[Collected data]
..........

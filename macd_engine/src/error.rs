use thiserror::Error;

/// Errors raised by the MACD computation.
#[derive(Debug, Clone, PartialEq, Eq, Error)]
pub enum MacdError {
    /// The price sequence was empty, so there is nothing to seed the EMAs with.
    #[error("insufficient data: at least one price point is required")]
    InsufficientData,
}

/// A smoothing period of zero was supplied.
#[derive(Debug, Clone, PartialEq, Eq, Error)]
#[error("{name} period must be a positive integer")]
pub struct ZeroPeriodError {
    pub name: &'static str,
}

..........

Word for word, copy the line containing "data: at least" and each line after it to the end of the records, and nothing besides.

    #[error("insufficient data: at least one price point is required")]
    InsufficientData,
}

/// A smoothing period of zero was supplied.
#[derive(Debug, Clone, PartialEq, Eq, Error)]
#[error("{name} period must be a positive integer")]
pub struct ZeroPeriodError {
    pub name: &'static str,
}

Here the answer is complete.